→ **PROBLEM TO WORK ON**: Which of the lines in the records below hold the string "between"? Copy every one of them.

→ **EXTRACTED INFORMATION**:

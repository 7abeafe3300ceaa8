//! Wire types for the cross-shard `fetch_user` protocol.

use serde::{Deserialize, Serialize};
use uuid::Uuid;

use crate::error::TransportError;

/// Upper bound for the user argument carried in a request.
pub const MAX_INPUT_LEN: usize = 512;

/// Upper bound for the reply ceiling a request may ask for.
pub const MAX_EXPECTED_REPLIES: u32 = 64;

/// Operations understood by shard nodes.
#[derive(Debug, Clone, Copy, PartialEq, Eq, Hash, Serialize, Deserialize)]
#[serde(rename_all = "snake_case")]
pub enum ShardOperation {
    /// Find a user by id, tag or name.
    FetchUser,
}

/// Payload of a `fetch_user` request.
#[derive(Debug, Clone, PartialEq, Eq, Serialize, Deserialize)]
pub struct FetchUserPayload {
    /// Normalized user argument (mentions already reduced to ids).
    pub user_inp: String,
}

/// One in-flight cross-shard lookup.
///
/// Serialized as `{correlation, operation: "fetch_user", expected_replies,
/// payload: {user_inp}}`.
#[derive(Debug, Clone, PartialEq, Eq, Serialize, Deserialize)]
pub struct ResolutionRequest {
    /// Token matching replies to this request.
    pub correlation: Uuid,

    /// Always `fetch_user` today.
    pub operation: ShardOperation,

    /// Stop collecting after this many matching replies.
    pub expected_replies: u32,

    /// Operation arguments.
    pub payload: FetchUserPayload,
}

impl ResolutionRequest {
    /// Builds a `fetch_user` request with a fresh correlation token.
    #[must_use]
    pub fn fetch_user(user_inp: impl Into<String>, expected_replies: u32) -> Self {
        Self {
            correlation: Uuid::new_v4(),
            operation: ShardOperation::FetchUser,
            expected_replies: expected_replies.max(1),
            payload: FetchUserPayload {
                user_inp: user_inp.into(),
            },
        }
    }

    /// Checks limits on a request received from the wire.
    ///
    /// # Errors
    ///
    /// Returns `TransportError::DeserializationFailed` if the argument is
    /// empty or too long, or the reply ceiling is out of bounds.
    pub fn validate(&self) -> Result<(), TransportError> {
        let input = &self.payload.user_inp;
        if input.is_empty() {
            return Err(TransportError::DeserializationFailed {
                message: "user_inp is required".to_string(),
            });
        }
        if input.len() > MAX_INPUT_LEN {
            return Err(TransportError::DeserializationFailed {
                message: format!("user_inp exceeds {MAX_INPUT_LEN} bytes"),
            });
        }
        if self.expected_replies == 0 || self.expected_replies > MAX_EXPECTED_REPLIES {
            return Err(TransportError::DeserializationFailed {
                message: format!(
                    "expected_replies must be between 1 and {MAX_EXPECTED_REPLIES}, got {}",
                    self.expected_replies
                ),
            });
        }
        Ok(())
    }
}

/// A sibling shard's answer to a [`ResolutionRequest`].
///
/// `records` holds raw user records in the remote format; an empty list
/// means the shard does not know the user.
#[derive(Debug, Clone, PartialEq, Serialize, Deserialize)]
pub struct ShardReply {
    /// Token of the request being answered.
    pub correlation: Uuid,

    /// Shard that produced the reply.
    pub shard_id: u32,

    /// Matching records, first match first.
    #[serde(default)]
    pub records: Vec<serde_json::Value>,
}

impl ShardReply {
    /// A reply reporting no match.
    #[must_use]
    pub const fn empty(correlation: Uuid, shard_id: u32) -> Self {
        Self {
            correlation,
            shard_id,
            records: Vec::new(),
        }
    }

    /// Returns true if the shard found a user.
    #[must_use]
    pub fn is_match(&self) -> bool {
        !self.records.is_empty()
    }
}
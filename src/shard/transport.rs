//! Transport abstraction between sibling shards.
//!
//! The resolution client does not care how a request reaches the other
//! shards. In-process clusters use channels, separate processes use gRPC;
//! both deliver replies into the same crossbeam channel.

use crossbeam_channel::Sender;

use crate::error::TransportError;

use super::request::{ResolutionRequest, ShardReply};

/// Delivers resolution requests to every sibling shard.
pub trait ShardTransport: Send + Sync {
    /// Number of sibling shards a broadcast targets (excluding this shard).
    fn siblings(&self) -> usize;

    /// Sends `request` to every sibling.
    ///
    /// Replies are pushed into `replies` as they arrive, possibly after this
    /// call returns. Implementations must never block on `replies`; once the
    /// receiving side is dropped, sends fail and the reply is discarded.
    ///
    /// Returns how many siblings the request was handed to. Siblings that
    /// could not be reached are not counted.
    ///
    /// # Errors
    ///
    /// Returns an error if the request could not be dispatched at all.
    fn broadcast(
        &self,
        request: &ResolutionRequest,
        replies: Sender<ShardReply>,
    ) -> Result<usize, TransportError>;
}

/// A transport for a single-shard deployment: there is nobody to ask.
#[derive(Debug, Default, Clone, Copy)]
pub struct NoSiblings;

impl ShardTransport for NoSiblings {
    fn siblings(&self) -> usize {
        0
    }

    fn broadcast(
        &self,
        _request: &ResolutionRequest,
        _replies: Sender<ShardReply>,
    ) -> Result<usize, TransportError> {
        Ok(0)
    }
}
//! Resolution pipeline.
//!
//! A raw argument is parsed, looked up in the local cache, and on a miss
//! broadcast to sibling shards. A remote match is materialized into the
//! cache so the next lookup stays local. Member lookups never leave the
//! guild data held by this process.

use std::fmt;
use std::sync::Arc;

use crate::cache::EntityCache;
use crate::config::ResolverConfig;
use crate::entity::{Entity, HasUserId};
use crate::error::{ConvertResult, ResolutionError};
use crate::guild::{Member, MemberScope};
use crate::identifier::Identifier;
use crate::materialize::Materializer;
use crate::profile::{CharacterGate, ProfileStore, WithCharacter};
use crate::shard::client::ShardClient;
use crate::shard::transport::ShardTransport;

/// Pipeline states, as reported in logs.
#[derive(Debug, Clone, Copy, PartialEq, Eq, Hash)]
pub enum ResolutionStage {
    /// Argument classified
    Parsed,
    /// Found in the local cache
    LocalHit,
    /// Not in the local cache
    LocalMiss,
    /// Waiting on sibling shards
    RemotePending,
    /// Remote record stored locally
    Materialized,
    /// User or member returned
    Resolved,
    /// User returned together with its profile
    ResolvedWithCharacter,
    /// Nobody knows the argument
    NotFound,
    /// User exists but has no profile
    NoCharacter,
    /// Winning remote record failed validation
    MalformedReply,
}

impl ResolutionStage {
    /// Stable name used in log fields.
    #[must_use]
    pub const fn as_str(self) -> &'static str {
        match self {
            Self::Parsed => "parsed",
            Self::LocalHit => "local_hit",
            Self::LocalMiss => "local_miss",
            Self::RemotePending => "remote_pending",
            Self::Materialized => "materialized",
            Self::Resolved => "resolved",
            Self::ResolvedWithCharacter => "resolved_with_character",
            Self::NotFound => "not_found",
            Self::NoCharacter => "no_character",
            Self::MalformedReply => "malformed_reply",
        }
    }

    /// Returns true for states a resolution ends in.
    #[must_use]
    pub const fn is_terminal(self) -> bool {
        matches!(
            self,
            Self::Resolved
                | Self::ResolvedWithCharacter
                | Self::NotFound
                | Self::NoCharacter
                | Self::MalformedReply
        )
    }
}

impl fmt::Display for ResolutionStage {
    fn fmt(&self, f: &mut fmt::Formatter<'_>) -> fmt::Result {
        f.write_str(self.as_str())
    }
}

/// Resolves user and member arguments for one shard.
pub struct Resolver {
    cache: Arc<EntityCache>,
    client: ShardClient,
    materializer: Materializer,
    gate: CharacterGate,
    expected_replies: u32,
}

impl fmt::Debug for Resolver {
    fn fmt(&self, f: &mut fmt::Formatter<'_>) -> fmt::Result {
        f.debug_struct("Resolver")
            .field("cache_len", &self.cache.len())
            .field("client", &self.client)
            .field("expected_replies", &self.expected_replies)
            .finish_non_exhaustive()
    }
}

impl Resolver {
    /// Creates a resolver over a shared cache.
    ///
    /// The cache is usually also served to siblings by this shard's
    /// [`crate::ShardNode`], so users fetched here become visible to them.
    #[must_use]
    pub fn new(
        config: &ResolverConfig,
        cache: Arc<EntityCache>,
        transport: Arc<dyn ShardTransport>,
        profiles: Arc<dyn ProfileStore>,
    ) -> Self {
        Self {
            client: ShardClient::new(transport, config.remote_timeout()),
            materializer: Materializer::new(Arc::clone(&cache)),
            gate: CharacterGate::new(profiles),
            expected_replies: config.expected_replies.max(1),
            cache,
        }
    }

    /// The cache this resolver reads and fills.
    #[must_use]
    pub fn cache(&self) -> &Arc<EntityCache> {
        &self.cache
    }

    /// The sibling lookup client, for its counters.
    #[must_use]
    pub fn client(&self) -> &ShardClient {
        &self.client
    }

    /// Resolves a user argument, asking sibling shards on a local miss.
    ///
    /// # Errors
    ///
    /// - `ResolutionError::UnknownUser` if nobody knows the user, including
    ///   when siblings did not answer in time
    /// - `ResolutionError::MalformedReply` if the winning record is invalid
    /// - `TransportError` if the broadcast could not be dispatched
    pub fn resolve_user(&self, raw: &str) -> ConvertResult<Entity> {
        let identifier = Identifier::parse(raw);
        trace_stage(ResolutionStage::Parsed, raw);

        if let Some(entity) = self.cache.lookup(&identifier) {
            trace_stage(ResolutionStage::LocalHit, raw);
            return Ok(entity);
        }
        trace_stage(ResolutionStage::LocalMiss, raw);

        let query = identifier.query();
        if query.is_empty() {
            return Err(ResolutionError::UnknownUser {
                input: raw.to_string(),
                confirmed: true,
            }
            .into());
        }
        trace_stage(ResolutionStage::RemotePending, &query);
        let lookup = self.client.resolve(&query, self.expected_replies)?;

        let Some(record) = lookup.first_record().cloned() else {
            let confirmed = lookup.is_confirmed_absent();
            tracing::debug!(
                stage = %ResolutionStage::NotFound,
                input = raw,
                confirmed,
                "user not found"
            );
            return Err(ResolutionError::UnknownUser {
                input: raw.to_string(),
                confirmed,
            }
            .into());
        };

        match self.materializer.materialize(record) {
            Ok(entity) => {
                trace_stage(ResolutionStage::Materialized, raw);
                tracing::debug!(
                    stage = %ResolutionStage::Resolved,
                    input = raw,
                    user_id = %entity.id,
                    "resolved remote user"
                );
                Ok(entity)
            }
            Err(e) => {
                tracing::warn!(stage = %ResolutionStage::MalformedReply, input = raw, error = %e);
                Err(e.into())
            }
        }
    }

    /// Resolves a user who must have a character.
    ///
    /// # Errors
    ///
    /// As [`Resolver::resolve_user`], plus `ResolutionError::UserHasNoChar`
    /// when the user exists but has no profile.
    pub fn resolve_user_with_character(&self, raw: &str) -> ConvertResult<WithCharacter<Entity>> {
        let entity = self.resolve_user(raw)?;
        self.gate_checked(raw, entity)
    }

    /// Resolves a guild member from guild data in `scope`.
    ///
    /// # Errors
    ///
    /// Returns `ResolutionError::MemberNotFound` if no member matches.
    pub fn resolve_member(&self, scope: MemberScope<'_>, raw: &str) -> ConvertResult<Member> {
        if let Some(member) = scope.find(raw) {
            tracing::debug!(
                stage = %ResolutionStage::Resolved,
                %scope,
                input = raw,
                user_id = %member.user.id,
                "resolved member"
            );
            return Ok(member.clone());
        }
        tracing::debug!(stage = %ResolutionStage::NotFound, %scope, input = raw, "member not found");
        Err(ResolutionError::MemberNotFound {
            input: raw.to_string(),
        }
        .into())
    }

    /// Resolves a guild member who must have a character.
    ///
    /// # Errors
    ///
    /// As [`Resolver::resolve_member`], plus `ResolutionError::UserHasNoChar`.
    pub fn resolve_member_with_character(
        &self,
        scope: MemberScope<'_>,
        raw: &str,
    ) -> ConvertResult<WithCharacter<Member>> {
        let member = self.resolve_member(scope, raw)?;
        self.gate_checked(raw, member)
    }

    fn gate_checked<T: HasUserId>(
        &self,
        raw: &str,
        entity: T,
    ) -> ConvertResult<WithCharacter<T>> {
        let checked = self.gate.check(entity);
        match &checked {
            Ok(_) => trace_stage(ResolutionStage::ResolvedWithCharacter, raw),
            Err(e) if e.is_missing_character() => trace_stage(ResolutionStage::NoCharacter, raw),
            Err(e) => tracing::warn!(input = raw, error = %e, "character lookup failed"),
        }
        checked
    }
}

fn trace_stage(stage: ResolutionStage, input: &str) {
    tracing::trace!(stage = %stage, input, "resolution step");
}

#[cfg(test)]
mod tests {
    use super::*;

    use std::time::Duration;

    use crossbeam_channel::Sender;
    use serde_json::json;

    use crate::entity::UserId;
    use crate::error::{ConvertError, TransportError};
    use crate::guild::{Guild, GuildDirectory, GuildId};
    use crate::profile::{InMemoryProfileStore, ProfileRecord};
    use crate::shard::request::{ResolutionRequest, ShardReply};
    use crate::shard::transport::NoSiblings;

    /// Answers every broadcast with a fixed set of records from shard 1.
    struct OneSibling {
        records: Vec<serde_json::Value>,
    }

    impl ShardTransport for OneSibling {
        fn siblings(&self) -> usize {
            1
        }

        fn broadcast(
            &self,
            request: &ResolutionRequest,
            replies: Sender<ShardReply>,
        ) -> Result<usize, TransportError> {
            let mut reply = ShardReply::empty(request.correlation, 1);
            reply.records.clone_from(&self.records);
            let _ = replies.try_send(reply);
            Ok(1)
        }
    }

    /// Accepts every broadcast and never answers.
    struct Silent;

    impl ShardTransport for Silent {
        fn siblings(&self) -> usize {
            2
        }

        fn broadcast(
            &self,
            _request: &ResolutionRequest,
            replies: Sender<ShardReply>,
        ) -> Result<usize, TransportError> {
            std::mem::forget(replies);
            Ok(2)
        }
    }

    fn config() -> ResolverConfig {
        ResolverConfig {
            remote_timeout_ms: 50,
            ..ResolverConfig::default()
        }
    }

    fn resolver(transport: Arc<dyn ShardTransport>, profiles: Arc<InMemoryProfileStore>) -> Resolver {
        Resolver::new(&config(), Arc::new(EntityCache::default()), transport, profiles)
    }

    #[test]
    fn test_local_hit_skips_remote() {
        let r = resolver(Arc::new(NoSiblings), Arc::new(InMemoryProfileStore::new()));
        r.cache().insert(Entity::with_tag(UserId::new(5), "Local", "0005"));

        assert_eq!(r.resolve_user("<@5>").unwrap().name, "Local");
        assert_eq!(r.resolve_user("Local#0005").unwrap().id, UserId::new(5));
        assert_eq!(r.client().stats().dispatches, 0);
    }

    #[test]
    fn test_remote_hit_is_materialized() {
        let transport = Arc::new(OneSibling {
            records: vec![json!({"id": "9", "name": "Far", "discriminator": "0009"})],
        });
        let r = resolver(transport, Arc::new(InMemoryProfileStore::new()));

        let entity = r.resolve_user("9").unwrap();
        assert_eq!(entity.name, "Far");
        assert!(r.cache().contains(UserId::new(9)));
        assert_eq!(r.client().stats().dispatches, 1);

        r.resolve_user("9").unwrap();
        assert_eq!(r.client().stats().dispatches, 1);
    }

    #[test]
    fn test_absent_is_confirmed_unknown_user() {
        let r = resolver(
            Arc::new(OneSibling { records: vec![] }),
            Arc::new(InMemoryProfileStore::new()),
        );
        let err = r.resolve_user("ghost").unwrap_err();
        assert_eq!(
            err,
            ConvertError::Resolution(ResolutionError::UnknownUser {
                input: "ghost".to_string(),
                confirmed: true,
            })
        );
    }

    #[test]
    fn test_timeout_is_unconfirmed_unknown_user() {
        let r = resolver(Arc::new(Silent), Arc::new(InMemoryProfileStore::new()));
        let err = r.resolve_user("ghost").unwrap_err();
        assert!(err.is_not_found());
        assert!(matches!(
            err,
            ConvertError::Resolution(ResolutionError::UnknownUser { confirmed: false, .. })
        ));
    }

    #[test]
    fn test_malformed_record_is_not_cached() {
        let transport = Arc::new(OneSibling {
            records: vec![json!({"name": "no id"})],
        });
        let r = resolver(transport, Arc::new(InMemoryProfileStore::new()));
        let err = r.resolve_user("no id").unwrap_err();
        assert!(matches!(
            err,
            ConvertError::Resolution(ResolutionError::MalformedReply { .. })
        ));
        assert!(r.cache().is_empty());
    }

    #[test]
    fn test_user_with_character() {
        let profiles = Arc::new(InMemoryProfileStore::new());
        profiles.insert(ProfileRecord::new(UserId::new(1))).unwrap();
        let r = resolver(Arc::new(NoSiblings), Arc::clone(&profiles));
        r.cache().insert(Entity::new(UserId::new(1), "Hero"));
        r.cache().insert(Entity::new(UserId::new(2), "Bystander"));

        let ok = r.resolve_user_with_character("Hero").unwrap();
        assert_eq!(ok.profile.user_id, UserId::new(1));

        let err = r.resolve_user_with_character("Bystander").unwrap_err();
        assert!(err.is_missing_character());
        assert!(!err.is_not_found());
    }

    #[test]
    fn test_member_resolution_never_dispatches() {
        let r = resolver(Arc::new(Silent), Arc::new(InMemoryProfileStore::new()));
        let mut guild = Guild::new(GuildId::new(1));
        guild.add_member(Entity::new(UserId::new(3), "Member"), Some("Nick".to_string()));

        assert_eq!(
            r.resolve_member(MemberScope::Guild(&guild), "Nick").unwrap().user.id,
            UserId::new(3)
        );
        let err = r.resolve_member(MemberScope::Guild(&guild), "Stranger").unwrap_err();
        assert_eq!(
            err,
            ConvertError::Resolution(ResolutionError::MemberNotFound {
                input: "Stranger".to_string()
            })
        );
        assert_eq!(r.client().stats().dispatches, 0);
    }

    #[test]
    fn test_member_with_character_across_guilds() {
        let profiles = Arc::new(InMemoryProfileStore::new());
        profiles.insert(ProfileRecord::new(UserId::new(8))).unwrap();
        let r = resolver(Arc::new(NoSiblings), Arc::clone(&profiles));

        let mut guild = Guild::new(GuildId::new(4));
        guild.add_member(Entity::new(UserId::new(8), "Adventurer"), None);
        guild.add_member(Entity::new(UserId::new(9), "Lurker"), None);
        let mut directory = GuildDirectory::new();
        directory.insert(guild);

        let scope = MemberScope::AllGuilds(&directory);
        let ok = r.resolve_member_with_character(scope, "Adventurer").unwrap();
        assert_eq!(ok.entity.guild_id, GuildId::new(4));
        assert!(r
            .resolve_member_with_character(scope, "Lurker")
            .unwrap_err()
            .is_missing_character());
    }

    #[test]
    fn test_empty_argument_is_not_dispatched() {
        let r = resolver(Arc::new(Silent), Arc::new(InMemoryProfileStore::new()));
        assert!(r.resolve_user("").unwrap_err().is_not_found());
        assert_eq!(r.client().stats().dispatches, 0);
    }

    #[test]
    fn test_stage_terminality() {
        assert!(ResolutionStage::Resolved.is_terminal());
        assert!(ResolutionStage::NoCharacter.is_terminal());
        assert!(!ResolutionStage::RemotePending.is_terminal());
        assert_eq!(ResolutionStage::LocalHit.to_string(), "local_hit");
    }

    #[test]
    fn test_timeout_is_bounded() {
        let r = resolver(Arc::new(Silent), Arc::new(InMemoryProfileStore::new()));
        let start = std::time::Instant::now();
        let _ = r.resolve_user("ghost");
        assert!(start.elapsed() < Duration::from_secs(2));
    }
}
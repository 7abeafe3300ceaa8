//! Character records and the gate that requires them.
//!
//! Some arguments are only valid for users who have created a character.
//! The gate looks the resolved user up in the profile store and returns the
//! user together with the record, or a dedicated `UserHasNoChar` error.

use std::collections::HashMap;
use std::sync::{Arc, RwLock};

use serde::{Deserialize, Serialize};

use crate::entity::{HasUserId, UserId};
use crate::error::{ConvertResult, ResolutionError, StorageError};

fn lock_err(context: &'static str) -> StorageError {
    StorageError::BackendError(format!("poisoned lock: {context}"))
}

/// A user's character. Fields are opaque to this crate.
#[derive(Debug, Clone, PartialEq, Serialize, Deserialize)]
pub struct ProfileRecord {
    /// Owner of the character
    pub user_id: UserId,

    /// Game data, passed through untouched
    #[serde(default)]
    pub fields: serde_json::Map<String, serde_json::Value>,
}

impl ProfileRecord {
    /// A record with no fields.
    #[must_use]
    pub fn new(user_id: UserId) -> Self {
        Self {
            user_id,
            fields: serde_json::Map::new(),
        }
    }

    /// Adds a field.
    #[must_use]
    pub fn with_field(mut self, key: impl Into<String>, value: serde_json::Value) -> Self {
        self.fields.insert(key.into(), value);
        self
    }

    /// Returns a field by name.
    #[must_use]
    pub fn field(&self, key: &str) -> Option<&serde_json::Value> {
        self.fields.get(key)
    }
}

/// Point lookups into the profile store.
pub trait ProfileStore: Send + Sync {
    /// Returns the profile for `user_id`, if one exists.
    fn fetch(&self, user_id: UserId) -> Result<Option<ProfileRecord>, StorageError>;
}

/// Thread-safe in-memory profile store.
#[derive(Debug, Default)]
pub struct InMemoryProfileStore {
    profiles: RwLock<HashMap<UserId, ProfileRecord>>,
}

impl InMemoryProfileStore {
    /// Creates an empty store.
    #[must_use]
    pub fn new() -> Self {
        Self::default()
    }

    /// Inserts a new profile. Returns an error if the user already has one.
    ///
    /// # Errors
    ///
    /// Returns `StorageError::DuplicateKey` on a second insert for the same
    /// user.
    pub fn insert(&self, record: ProfileRecord) -> Result<(), StorageError> {
        let mut profiles = self.profiles.write().map_err(|_| lock_err("profile.insert"))?;
        if profiles.contains_key(&record.user_id) {
            return Err(StorageError::DuplicateKey(record.user_id.to_string()));
        }
        profiles.insert(record.user_id, record);
        Ok(())
    }

    /// Deletes a profile, returning it if it existed.
    ///
    /// # Errors
    ///
    /// Returns `StorageError::BackendError` if the lock is poisoned.
    pub fn remove(&self, user_id: UserId) -> Result<Option<ProfileRecord>, StorageError> {
        let mut profiles = self.profiles.write().map_err(|_| lock_err("profile.remove"))?;
        Ok(profiles.remove(&user_id))
    }

    /// Number of stored profiles.
    ///
    /// # Errors
    ///
    /// Returns `StorageError::BackendError` if the lock is poisoned.
    pub fn len(&self) -> Result<usize, StorageError> {
        let profiles = self.profiles.read().map_err(|_| lock_err("profile.len"))?;
        Ok(profiles.len())
    }
}

impl ProfileStore for InMemoryProfileStore {
    fn fetch(&self, user_id: UserId) -> Result<Option<ProfileRecord>, StorageError> {
        let profiles = self.profiles.read().map_err(|_| lock_err("profile.fetch"))?;
        Ok(profiles.get(&user_id).cloned())
    }
}

/// A resolved user or member together with their character.
#[derive(Debug, Clone, PartialEq)]
pub struct WithCharacter<T> {
    /// The resolved user or member
    pub entity: T,
    /// Their character
    pub profile: ProfileRecord,
}

impl<T> WithCharacter<T> {
    /// Splits into the entity and its profile.
    pub fn into_parts(self) -> (T, ProfileRecord) {
        (self.entity, self.profile)
    }
}

/// Requires a profile record before an entity is accepted.
#[derive(Clone)]
pub struct CharacterGate {
    store: Arc<dyn ProfileStore>,
}

impl std::fmt::Debug for CharacterGate {
    fn fmt(&self, f: &mut std::fmt::Formatter<'_>) -> std::fmt::Result {
        f.debug_struct("CharacterGate").finish_non_exhaustive()
    }
}

impl CharacterGate {
    /// Creates a gate backed by `store`.
    #[must_use]
    pub fn new(store: Arc<dyn ProfileStore>) -> Self {
        Self { store }
    }

    /// Returns the entity with its profile, or `UserHasNoChar`.
    ///
    /// # Errors
    ///
    /// Returns `ResolutionError::UserHasNoChar` if no profile exists, or a
    /// storage error if the lookup failed.
    pub fn check<T: HasUserId>(&self, entity: T) -> ConvertResult<WithCharacter<T>> {
        let user_id = entity.user_id();
        match self.store.fetch(user_id)? {
            Some(profile) => Ok(WithCharacter { entity, profile }),
            None => {
                tracing::debug!(%user_id, "user has no character");
                Err(ResolutionError::UserHasNoChar { user_id }.into())
            }
        }
    }
}

#[cfg(test)]
mod tests {
    use super::*;

    use serde_json::json;

    use crate::entity::Entity;
    use crate::error::ConvertError;

    fn _assert_profile_store_object_safe(_: &dyn ProfileStore) {}

    #[test]
    fn test_insert_and_fetch() {
        let store = InMemoryProfileStore::new();
        store
            .insert(ProfileRecord::new(UserId::new(1)).with_field("money", json!(100)))
            .unwrap();
        let record = store.fetch(UserId::new(1)).unwrap().unwrap();
        assert_eq!(record.field("money"), Some(&json!(100)));
        assert!(store.fetch(UserId::new(2)).unwrap().is_none());
    }

    #[test]
    fn test_duplicate_insert_fails() {
        let store = InMemoryProfileStore::new();
        store.insert(ProfileRecord::new(UserId::new(1))).unwrap();
        let err = store.insert(ProfileRecord::new(UserId::new(1))).unwrap_err();
        assert!(matches!(err, StorageError::DuplicateKey(_)));
        assert_eq!(store.len().unwrap(), 1);
    }

    #[test]
    fn test_gate_passes_with_profile() {
        let store = Arc::new(InMemoryProfileStore::new());
        store.insert(ProfileRecord::new(UserId::new(3))).unwrap();
        let gate = CharacterGate::new(store);

        let checked = gate.check(Entity::new(UserId::new(3), "has char")).unwrap();
        assert_eq!(checked.entity.id, UserId::new(3));
        assert_eq!(checked.profile.user_id, UserId::new(3));
    }

    #[test]
    fn test_gate_rejects_without_profile() {
        let gate = CharacterGate::new(Arc::new(InMemoryProfileStore::new()));
        let err = gate.check(Entity::new(UserId::new(4), "no char")).unwrap_err();
        assert_eq!(
            err,
            ConvertError::Resolution(ResolutionError::UserHasNoChar {
                user_id: UserId::new(4)
            })
        );
    }

    #[test]
    fn test_gate_propagates_storage_errors() {
        struct Broken;
        impl ProfileStore for Broken {
            fn fetch(&self, _user_id: UserId) -> Result<Option<ProfileRecord>, StorageError> {
                Err(StorageError::BackendError("db down".to_string()))
            }
        }

        let gate = CharacterGate::new(Arc::new(Broken));
        let err = gate.check(Entity::new(UserId::new(5), "x")).unwrap_err();
        assert!(matches!(err, ConvertError::Storage(_)));
    }

    #[test]
    fn test_remove() {
        let store = InMemoryProfileStore::new();
        store.insert(ProfileRecord::new(UserId::new(1))).unwrap();
        assert!(store.remove(UserId::new(1)).unwrap().is_some());
        assert!(store.fetch(UserId::new(1)).unwrap().is_none());
    }
}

→ **SOLUTION FOR THIS TASK**:
                    "expected_replies must be between 1 and {MAX_EXPECTED_REPLIES}, got {}",
//! Transport abstraction between sibling shards.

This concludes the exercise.